> _Entries shown_:

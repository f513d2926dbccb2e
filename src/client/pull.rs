//! Flow-controlled pull consumer
//!
//! The runtime leases at most `max_in_flight - outstanding` messages per pull,
//! hands each one to the handler on the blocking pool and settles the lease
//! with ack or nack depending on the outcome. Empty pulls back off
//! exponentially between `min_poll_backoff` and `max_poll_backoff`.
//!
//! Stopping (explicitly, by dropping the handle, or when the time budget runs
//! out) only stops new pulls. Handlers already running still settle their
//! lease; leases that are never settled expire and get redelivered.

use std::future::Future;
use std::sync::Arc;
use std::sync::atomic::{AtomicU64, AtomicUsize, Ordering};
use std::time::Duration;

use tokio::sync::{Notify, watch};
use tokio::task::{JoinError, JoinHandle};
use tokio::time::{Instant, sleep, sleep_until};
use tracing::{debug, error, info, warn};
use uuid::Uuid;

use crate::broker::{Broker, ReceivedMessage};
use crate::client::handler::{MessageHandler, Outcome, run_handler};
use crate::utils::BrokerError;

#[derive(Debug, Clone)]
pub struct FlowControl {
    pub max_in_flight: usize,
    pub min_poll_backoff: Duration,
    pub max_poll_backoff: Duration,
}

impl Default for FlowControl {
    fn default() -> Self {
        Self {
            max_in_flight: 10,
            min_poll_backoff: Duration::from_millis(10),
            max_poll_backoff: Duration::from_millis(500),
        }
    }
}

impl FlowControl {
    pub fn max_in_flight(max_in_flight: usize) -> Self {
        Self {
            max_in_flight: max_in_flight.max(1),
            ..Self::default()
        }
    }
}

/// Counters shared by every handler task of one consumer.
#[derive(Debug, Default)]
pub struct ConsumerStats {
    acked: AtomicU64,
    nacked: AtomicU64,
    failed: AtomicU64,
}

impl ConsumerStats {
    pub fn snapshot(&self) -> ConsumerReport {
        ConsumerReport {
            acked: self.acked.load(Ordering::Relaxed),
            nacked: self.nacked.load(Ordering::Relaxed),
            failed: self.failed.load(Ordering::Relaxed),
        }
    }
}

/// `acked`: acks the broker accepted. `nacked`: handler answered Nack.
/// `failed`: handler errored or panicked (also nacked).
#[derive(Debug, Clone, Copy, Default, PartialEq, Eq)]
pub struct ConsumerReport {
    pub acked: u64,
    pub nacked: u64,
    pub failed: u64,
}

pub struct PullConsumer {
    id: String,
    broker: Arc<Broker>,
    subscription: String,
    flow: FlowControl,
    time_budget: Option<Duration>,
    handler: Arc<dyn MessageHandler>,
    stats: Arc<ConsumerStats>,
}

impl PullConsumer {
    pub fn new(broker: Arc<Broker>, subscription: &str, handler: impl MessageHandler) -> Self {
        Self::from_shared(broker, subscription, Arc::new(handler))
    }

    /// Same as `new`, for a handler the caller keeps a reference to.
    pub fn from_shared(
        broker: Arc<Broker>,
        subscription: &str,
        handler: Arc<dyn MessageHandler>,
    ) -> Self {
        Self {
            id: format!("consumer-{}", Uuid::new_v4()),
            broker,
            subscription: subscription.to_string(),
            flow: FlowControl::default(),
            time_budget: None,
            handler,
            stats: Arc::new(ConsumerStats::default()),
        }
    }

    pub fn with_flow_control(mut self, flow: FlowControl) -> Self {
        self.flow = flow;
        self
    }

    /// Stop pulling once `budget` has elapsed.
    pub fn with_time_budget(mut self, budget: Duration) -> Self {
        self.time_budget = Some(budget);
        self
    }

    pub fn stats(&self) -> Arc<ConsumerStats> {
        self.stats.clone()
    }

    /// Runs the consumer on a background task.
    pub fn spawn(self) -> ConsumerHandle {
        let (stop_tx, stop_rx) = watch::channel(false);
        let stats = self.stats.clone();
        let subscription = self.subscription.clone();
        let task = tokio::spawn(self.run(stop_rx));
        ConsumerHandle {
            subscription,
            stop: stop_tx,
            stats,
            task,
        }
    }

    /// Pull loop. Returns when `stop` flips to `true` (or its sender is dropped),
    /// when the time budget is spent, or with an error if the subscription is
    /// unknown or not a pull subscription.
    pub async fn run(self, mut stop: watch::Receiver<bool>) -> Result<ConsumerReport, BrokerError> {
        let deadline = self.time_budget.map(|budget| Instant::now() + budget);
        let in_flight = Arc::new(AtomicUsize::new(0));
        let settled = Arc::new(Notify::new());
        let mut backoff = self.flow.min_poll_backoff;

        info!(
            consumer = %self.id,
            subscription = %self.subscription,
            max_in_flight = self.flow.max_in_flight,
            "pull consumer started"
        );

        while !stopped(&stop) && !deadline.is_some_and(|d| Instant::now() >= d) {
            let capacity = self
                .flow
                .max_in_flight
                .saturating_sub(in_flight.load(Ordering::SeqCst));
            if capacity == 0 {
                wait_or_stop(&mut stop, deadline, settled.notified()).await;
                continue;
            }

            let batch = self.broker.pull(&self.subscription, capacity)?;
            if batch.is_empty() {
                wait_or_stop(&mut stop, deadline, sleep(backoff)).await;
                backoff = (backoff * 2).min(self.flow.max_poll_backoff);
                continue;
            }
            backoff = self.flow.min_poll_backoff;

            debug!(consumer = %self.id, leased = batch.len(), "pulled batch");
            for received in batch {
                in_flight.fetch_add(1, Ordering::SeqCst);
                let delivery = Delivery {
                    broker: self.broker.clone(),
                    handler: self.handler.clone(),
                    stats: self.stats.clone(),
                    in_flight: in_flight.clone(),
                    settled: settled.clone(),
                };
                tokio::spawn(delivery.process(received));
            }
        }

        let report = self.stats.snapshot();
        info!(
            consumer = %self.id,
            subscription = %self.subscription,
            outstanding = in_flight.load(Ordering::SeqCst),
            acked = report.acked,
            nacked = report.nacked,
            failed = report.failed,
            "pull consumer stopped"
        );
        Ok(report)
    }
}

fn stopped(stop: &watch::Receiver<bool>) -> bool {
    *stop.borrow() || stop.has_changed().is_err()
}

async fn wait_or_stop(
    stop: &mut watch::Receiver<bool>,
    deadline: Option<Instant>,
    wait: impl Future,
) {
    let budget = async {
        match deadline {
            Some(deadline) => sleep_until(deadline).await,
            None => std::future::pending().await,
        }
    };
    tokio::select! {
        _ = wait => {}
        _ = stop.changed() => {}
        _ = budget => {}
    }
}

struct Delivery {
    broker: Arc<Broker>,
    handler: Arc<dyn MessageHandler>,
    stats: Arc<ConsumerStats>,
    in_flight: Arc<AtomicUsize>,
    settled: Arc<Notify>,
}

impl Delivery {
    async fn process(self, received: ReceivedMessage) {
        let lease_id = received.lease_id;
        let result = run_handler(
            self.handler.clone(),
            received.message,
            received.delivery_attempt,
        )
        .await;

        let settle = match result {
            Ok(Outcome::Ack) => self.broker.ack(&lease_id).map(|acked| {
                if acked {
                    self.stats.acked.fetch_add(1, Ordering::Relaxed);
                } else {
                    debug!(lease = %lease_id, "lease already settled");
                }
            }),
            Ok(Outcome::Nack) => {
                self.stats.nacked.fetch_add(1, Ordering::Relaxed);
                self.broker.nack(&lease_id).map(|_| ())
            }
            Err(e) => {
                warn!(lease = %lease_id, "handler failed: {e}");
                self.stats.failed.fetch_add(1, Ordering::Relaxed);
                self.broker.nack(&lease_id).map(|_| ())
            }
        };
        if let Err(e) = settle {
            error!(lease = %lease_id, "could not settle lease: {e}");
        }

        self.in_flight.fetch_sub(1, Ordering::SeqCst);
        self.settled.notify_one();
    }
}

/// Handle to a spawned pull consumer.
pub struct ConsumerHandle {
    subscription: String,
    stop: watch::Sender<bool>,
    stats: Arc<ConsumerStats>,
    task: JoinHandle<Result<ConsumerReport, BrokerError>>,
}

impl ConsumerHandle {
    pub fn subscription(&self) -> &str {
        &self.subscription
    }

    /// Live counters, readable while the consumer runs.
    pub fn report(&self) -> ConsumerReport {
        self.stats.snapshot()
    }

    /// Waits for the consumer to finish on its own (time budget or error).
    /// A consumer task that panicked or was cancelled is reported as
    /// `ConsumerAborted`.
    pub async fn join(self) -> Result<ConsumerReport, BrokerError> {
        let ConsumerHandle {
            subscription,
            stop,
            task,
            ..
        } = self;
        let result = task.await;
        drop(stop);
        finish(&subscription, result)
    }

    /// Stops issuing pulls and waits for the loop to exit. Leases held by
    /// running handlers are left alone.
    pub async fn stop(self) -> Result<ConsumerReport, BrokerError> {
        let _ = self.stop.send(true);
        self.join().await
    }
}

pub(crate) fn finish(
    subscription: &str,
    joined: Result<Result<ConsumerReport, BrokerError>, JoinError>,
) -> Result<ConsumerReport, BrokerError> {
    joined.unwrap_or_else(|e| {
        error!(subscription, "pull consumer task failed: {e}");
        Err(BrokerError::ConsumerAborted {
            subscription: subscription.to_string(),
            reason: e.to_string(),
        })
    })
}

> _Work instructions_:
Each line from the beginning of the listing up to the line where "settles the lease" appears needs to be given again exactly; please add nothing else.

> _Output of the task_:
repository f513d2926dbccb2e
filename src/client/pull.rs
//! Flow-controlled pull consumer
//!
//! The runtime leases at most `max_in_flight - outstanding` messages per pull,
//! hands each one to the handler on the blocking pool and settles the lease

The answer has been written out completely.